Le vécu et le regard, je suis entièrement d’accord. (Mais j’argue que ça aussi, ça s’affine en travaillant l’attention.)
Le regard, ça s’entraîne en effet (un de mes proches qui fait de la photo m’a appris à mieux « voir » le monde autour de moi, à prêter plus d’attention aux détails, et au final ça me sert aussi pour l’écriture).
(désolée pour le long post, sujet qui me fait cogiter…)
Ne t’excuse pas, c’est bienvenu ici 🙂 Merci d’avoir partagé ton avis.

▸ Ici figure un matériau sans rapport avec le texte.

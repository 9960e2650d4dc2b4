//! UseCase: メッセージ削除処理
//!
//! ## テスト実装の作業記録
//!
//! ### 何をテストしているか
//! - DeleteMessageUseCase::execute() メソッド
//! - 削除と Deleted イベントのブロードキャスト（削除されたレコードを配信）
//!
//! ### どのような状況を想定しているか
//! - 正常系：削除されたレコードが返され、一覧から消える
//! - 異常系：存在しない ID（NotFound、ブロードキャストなし）

use std::sync::Arc;

use crate::domain::{BroadcastEvent, Message, MessageId, MessagePusher, MessageRepository};

use super::{
    error::DeleteMessageError,
    notify::{MutationSequencer, broadcast_best_effort},
};

/// メッセージ削除のユースケース
pub struct DeleteMessageUseCase {
    repository: Arc<dyn MessageRepository>,
    message_pusher: Arc<dyn MessagePusher>,
    sequencer: Arc<MutationSequencer>,
}

impl DeleteMessageUseCase {
    pub fn new(
        repository: Arc<dyn MessageRepository>,
        message_pusher: Arc<dyn MessagePusher>,
        sequencer: Arc<MutationSequencer>,
    ) -> Self {
        Self {
            repository,
            message_pusher,
            sequencer,
        }
    }

    /// メッセージ削除を実行
    ///
    /// # Returns
    ///
    /// * `Ok(Message)` - 削除されたメッセージ
    /// * `Err(DeleteMessageError::NotFound)` - ID が存在しない（ブロードキャストなし）
    pub async fn execute(&self, id: MessageId) -> Result<Message, DeleteMessageError> {
        let _turn = self.sequencer.lock().await;
        let deleted = self.repository.delete(&id).await?;

        broadcast_best_effort(
            self.message_pusher.as_ref(),
            BroadcastEvent::deleted(deleted.clone()),
        )
        .await;

        Ok(deleted)
    }
}
//! メッセージ送信（通知）の実装
//!
//! ## 概要
//!
//! このモジュールは `MessagePusher` trait の具体的な実装を提供します。
//!
//! ## 実装
//!
//! - `registry`: 接続中のリアルタイム接続の集合（排他制御付き）
//! - `websocket`: Registry のスナップショットに対してブロードキャストする実装

pub mod registry;
pub mod websocket;

pub use registry::ConnectionRegistry;
pub use websocket::WebSocketMessagePusher;
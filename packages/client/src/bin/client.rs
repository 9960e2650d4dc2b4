//! Message board watcher.
//!
//! Connects to the server's WebSocket feed and prints every message event
//! (created, edited, deleted). Automatically reconnects on disconnection
//! (max 5 attempts with 5 second interval).
//!
//! Run with:
//! ```not_rust
//! cargo run --bin dengon-client
//! cargo run --bin dengon-client -- --url ws://127.0.0.1:9000/ws
//! ```

use clap::Parser;

use dengon_shared::logger::setup_logger;

#[derive(Parser, Debug)]
#[command(name = "dengon-client")]
#[command(about = "Watch a Dengon message board for real-time message events", long_about = None)]
struct Args {
    /// WebSocket server URL
    #[arg(short = 'u', long, default_value = "ws://127.0.0.1:8080/ws")]
    url: String,
}

#[tokio::main]
async fn main() {
    // Initialize tracing
    setup_logger(env!("CARGO_BIN_NAME"), "info");

    let args = Args::parse();

    if let Err(e) = dengon_client::run_client(args.url).await {
        tracing::error!("Client error: {}", e);
        std::process::exit(1);
    }
}
//! HTTP API endpoint handlers.
//!
//! Mutating handlers validate the body into value objects, then call the use
//! case, which stores the change and broadcasts it. Errors map to status codes
//! here; no error path broadcasts.

use std::sync::Arc;

use axum::{
    Json,
    extract::{Path, State},
    http::StatusCode,
};
use crate::{
    domain::{Message, MessageContent, MessageId, SenderName, ValueObjectError},
    infrastructure::dto::{
        MessageDto,
        http::{
            ConnectionsResponse, CreateMessageRequest, EditMessageRequest, ErrorResponse,
            HealthResponse,
        },
    },
    ui::state::AppState,
    usecase::{
        CreateMessageError, DeleteMessageError, EditMessageError, GetMessageError,
        ListMessagesError,
    },
};

type ApiError = (StatusCode, Json<ErrorResponse>);

const NOT_FOUND_MESSAGE: &str = "Message not found";

fn not_found() -> ApiError {
    (
        StatusCode::NOT_FOUND,
        Json(ErrorResponse::new(NOT_FOUND_MESSAGE)),
    )
}

fn bad_request(error: ValueObjectError) -> ApiError {
    (
        StatusCode::BAD_REQUEST,
        Json(ErrorResponse::new(error.to_string())),
    )
}

/// Parse the `{id}` path segment
fn parse_id(raw: &str) -> Result<MessageId, ApiError> {
    MessageId::try_from(raw).map_err(bad_request)
}

fn internal_error(error: impl std::fmt::Display) -> ApiError {
    tracing::error!("Internal error: {}", error);
    (
        StatusCode::INTERNAL_SERVER_ERROR,
        Json(ErrorResponse::new("Internal server error")),
    )
}

/// Convert a stored record to its wire shape
fn to_dto(message: Message) -> Result<MessageDto, ApiError> {
    MessageDto::try_from(message).map_err(internal_error)
}

/// Health check endpoint
pub async fn health_check() -> Json<HealthResponse> {
    Json(HealthResponse {
        status: "ok".to_string(),
    })
}

/// Debug endpoint: number of registered real-time connections
pub async fn debug_connections(State(state): State<Arc<AppState>>) -> Json<ConnectionsResponse> {
    let connections = state.usecases.connect_subscriber.connection_count().await;
    Json(ConnectionsResponse { connections })
}

/// `GET /messages`
pub async fn list_messages(
    State(state): State<Arc<AppState>>,
) -> Result<Json<Vec<MessageDto>>, ApiError> {
    let messages = state
        .usecases
        .list_messages
        .execute()
        .await
        .map_err(|ListMessagesError::Repository(e)| internal_error(e))?;

    // Domain Model から DTO への変換
    let dtos = messages
        .into_iter()
        .map(to_dto)
        .collect::<Result<Vec<_>, _>>()?;
    Ok(Json(dtos))
}

/// `GET /messages/{id}`
pub async fn get_message(
    State(state): State<Arc<AppState>>,
    Path(id): Path<String>,
) -> Result<Json<MessageDto>, ApiError> {
    match state
        .usecases
        .get_message
        .execute(parse_id(&id)?)
        .await
    {
        Ok(message) => Ok(Json(to_dto(message)?)),
        Err(GetMessageError::NotFound(_)) => Err(not_found()),
        Err(GetMessageError::Repository(e)) => Err(internal_error(e)),
    }
}

/// `POST /messages`
pub async fn create_message(
    State(state): State<Arc<AppState>>,
    Json(body): Json<CreateMessageRequest>,
) -> Result<Json<MessageDto>, ApiError> {
    // Convert String -> Domain Models
    let content = MessageContent::try_from(body.content).map_err(bad_request)?;
    let sender_name = SenderName::try_from(body.sender_name).map_err(bad_request)?;
    if body.timestamp.is_some() {
        tracing::debug!("Ignoring client-supplied timestamp; the server assigns it");
    }

    match state
        .usecases
        .create_message
        .execute(content, sender_name)
        .await
    {
        Ok(message) => {
            tracing::info!(
                "Message '{}' created by '{}'",
                message.id,
                message.sender_name.as_str()
            );
            Ok(Json(to_dto(message)?))
        }
        Err(CreateMessageError::Repository(e)) => Err(internal_error(e)),
    }
}

/// `PUT /messages/{id}`
pub async fn edit_message(
    State(state): State<Arc<AppState>>,
    Path(id): Path<String>,
    Json(body): Json<EditMessageRequest>,
) -> Result<Json<MessageDto>, ApiError> {
    let content = MessageContent::try_from(body.content).map_err(bad_request)?;

    match state
        .usecases
        .edit_message
        .execute(parse_id(&id)?, content)
        .await
    {
        Ok(message) => {
            tracing::info!("Message '{}' edited", message.id);
            Ok(Json(to_dto(message)?))
        }
        Err(EditMessageError::NotFound(id)) => {
            tracing::info!("Edit requested for unknown message '{}'", id);
            Err(not_found())
        }
        Err(EditMessageError::Repository(e)) => Err(internal_error(e)),
    }
}

/// `DELETE /messages/{id}`
pub async fn delete_message(
    State(state): State<Arc<AppState>>,
    Path(id): Path<String>,
) -> Result<Json<MessageDto>, ApiError> {
    match state
        .usecases
        .delete_message
        .execute(parse_id(&id)?)
        .await
    {
        Ok(message) => {
            tracing::info!("Message '{}' deleted", message.id);
            Ok(Json(to_dto(message)?))
        }
        Err(DeleteMessageError::NotFound(id)) => {
            tracing::info!("Delete requested for unknown message '{}'", id);
            Err(not_found())
        }
        Err(DeleteMessageError::Repository(e)) => Err(internal_error(e)),
    }
}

C’est marrant de découvrir ce genre de conseil sous la plume de Robert Heinlein (auteur que j’adore et qui m’énerve à la fois…). C’est à peu près comme ça que je fais. Sauf qu’au lieu de « tu dois écrire », je me dis plutôt, « tu dois avancer ». Au moins 5000 signes par jour. Je ne vais pas me coucher avant. Sauf en cas de grande fatigue ou de passage particulièrement délicat (auquel cas, je me contente d’un 3000 signe). Le plaisir? Est-ce que franchement, je passerais une heure et demi par jour sur mon clavier à une heure tardive sachant que je bosse aussi la journée (8 heures par jour devant mon ordi à étudier des dossiers) si je n’en sentais pas une sorte de nécessité intime! Quant au talent… Pfff, ce n’est sûrement pas à moi de le dire! Je laisse ça à l’éditeur et aux lecteurs qui me font l’amitié de me lire.
L’imagination aussi est un muscle: comme un puits qui se remplit au fur et à mesure que tu tires de l’eau.